Given data
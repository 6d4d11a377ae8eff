// Copyright (c) 2025 Steve Wagner (ciroque@live.com)
// SPDX-License-Identifier: MIT

use std::collections::HashMap;

use async_trait::async_trait;
use tokio::sync::RwLock;

use crate::errors::RepositoryError;
use crate::service::ExampleRecord;
use crate::traits::ExampleRepository;

#[derive(Debug, Default)]
struct Store {
    records: HashMap<String, ExampleRecord>,
    /// Example ids in first-save order.
    order: Vec<String>,
}

/// Example repository held entirely in memory.
#[derive(Debug, Default)]
pub struct InMemoryExampleRepository {
    store: RwLock<Store>,
}

impl InMemoryExampleRepository {
    pub fn new() -> Self {
        Self::default()
    }

    pub async fn len(&self) -> usize {
        self.store.read().await.records.len()
    }

    pub async fn is_empty(&self) -> bool {
        self.store.read().await.records.is_empty()
    }
}

#[async_trait]
impl ExampleRepository for InMemoryExampleRepository {
    async fn save_example(&self, record: &ExampleRecord) -> Result<(), RepositoryError> {
        let mut store = self.store.write().await;
        if store
            .records
            .insert(record.id.clone(), record.clone())
            .is_none()
        {
            store.order.push(record.id.clone());
        }
        Ok(())
    }

    async fn get_example(&self, example_id: &str) -> Result<ExampleRecord, RepositoryError> {
        self.store
            .read()
            .await
            .records
            .get(example_id)
            .cloned()
            .ok_or_else(|| RepositoryError::NotFound(example_id.to_string()))
    }

    async fn set_result(&self, example_id: &str, value: f64) -> Result<(), RepositoryError> {
        let mut store = self.store.write().await;
        let record = store
            .records
            .get_mut(example_id)
            .ok_or_else(|| RepositoryError::NotFound(example_id.to_string()))?;
        record.result = Some(value);
        Ok(())
    }

    async fn get_result(&self, example_id: &str) -> Result<Option<f64>, RepositoryError> {
        Ok(self.get_example(example_id).await?.result)
    }

    async fn examples_by_user(&self, user_id: &str) -> Result<Vec<ExampleRecord>, RepositoryError> {
        let store = self.store.read().await;
        Ok(store
            .order
            .iter()
            .filter_map(|id| store.records.get(id))
            .filter(|record| record.user_id.as_deref() == Some(user_id))
            .cloned()
            .collect())
    }
}

#[cfg(test)]
mod tests {
    use super::*;

    fn record(id: &str, user_id: Option<&str>) -> ExampleRecord {
        ExampleRecord::rejected(id, "2++3", user_id.map(str::to_string), "malformed")
    }

    #[tokio::test]
    async fn test_save_and_get() {
        let repository = InMemoryExampleRepository::new();
        repository.save_example(&record("a", None)).await.unwrap();

        let fetched = repository.get_example("a").await.unwrap();
        assert_eq!(fetched, record("a", None));
        assert_eq!(repository.len().await, 1);
    }

    #[tokio::test]
    async fn test_missing_example() {
        let repository = InMemoryExampleRepository::new();

        assert!(matches!(
            repository.get_example("nope").await,
            Err(RepositoryError::NotFound(id)) if id == "nope"
        ));
        assert!(matches!(
            repository.set_result("nope", 1.0).await,
            Err(RepositoryError::NotFound(_))
        ));
        assert!(repository.is_empty().await);
    }

    #[tokio::test]
    async fn test_result_round_trip() {
        let repository = InMemoryExampleRepository::new();
        repository.save_example(&record("a", None)).await.unwrap();

        assert_eq!(repository.get_result("a").await.unwrap(), None);
        repository.set_result("a", 14.0).await.unwrap();
        assert_eq!(repository.get_result("a").await.unwrap(), Some(14.0));
    }

    #[tokio::test]
    async fn test_examples_by_user_keeps_submission_order() {
        let repository = InMemoryExampleRepository::new();
        for (id, user) in [("c", Some("alice")), ("a", Some("bob")), ("b", Some("alice")), ("d", None)] {
            repository.save_example(&record(id, user)).await.unwrap();
        }
        // Re-saving keeps the original position.
        repository.save_example(&record("c", Some("alice"))).await.unwrap();

        let ids: Vec<String> = repository
            .examples_by_user("alice")
            .await
            .unwrap()
            .into_iter()
            .map(|r| r.id)
            .collect();
        assert_eq!(ids, vec!["c", "b"]);
    }
}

To do
Send back an exact copy of only the lines from the line with "let store = self.store.read().await;" up to and including the line with "repository.save_example(&record(id, user)).await.unwrap();" in the data above.

Task solution
        let store = self.store.read().await;
        Ok(store
            .order
            .iter()
            .filter_map(|id| store.records.get(id))
            .filter(|record| record.user_id.as_deref() == Some(user_id))
            .cloned()
            .collect())
    }
}

#[cfg(test)]
mod tests {
    use super::*;

    fn record(id: &str, user_id: Option<&str>) -> ExampleRecord {
        ExampleRecord::rejected(id, "2++3", user_id.map(str::to_string), "malformed")
    }

    #[tokio::test]
    async fn test_save_and_get() {
        let repository = InMemoryExampleRepository::new();
        repository.save_example(&record("a", None)).await.unwrap();

        let fetched = repository.get_example("a").await.unwrap();
        assert_eq!(fetched, record("a", None));
        assert_eq!(repository.len().await, 1);
    }

    #[tokio::test]
    async fn test_missing_example() {
        let repository = InMemoryExampleRepository::new();

        assert!(matches!(
            repository.get_example("nope").await,
            Err(RepositoryError::NotFound(id)) if id == "nope"
        ));
        assert!(matches!(
            repository.set_result("nope", 1.0).await,
            Err(RepositoryError::NotFound(_))
        ));
        assert!(repository.is_empty().await);
    }

    #[tokio::test]
    async fn test_result_round_trip() {
        let repository = InMemoryExampleRepository::new();
        repository.save_example(&record("a", None)).await.unwrap();

        assert_eq!(repository.get_result("a").await.unwrap(), None);
        repository.set_result("a", 14.0).await.unwrap();
        assert_eq!(repository.get_result("a").await.unwrap(), Some(14.0));
    }

    #[tokio::test]
    async fn test_examples_by_user_keeps_submission_order() {
        let repository = InMemoryExampleRepository::new();
        for (id, user) in [("c", Some("alice")), ("a", Some("bob")), ("b", Some("alice")), ("d", None)] {
            repository.save_example(&record(id, user)).await.unwrap();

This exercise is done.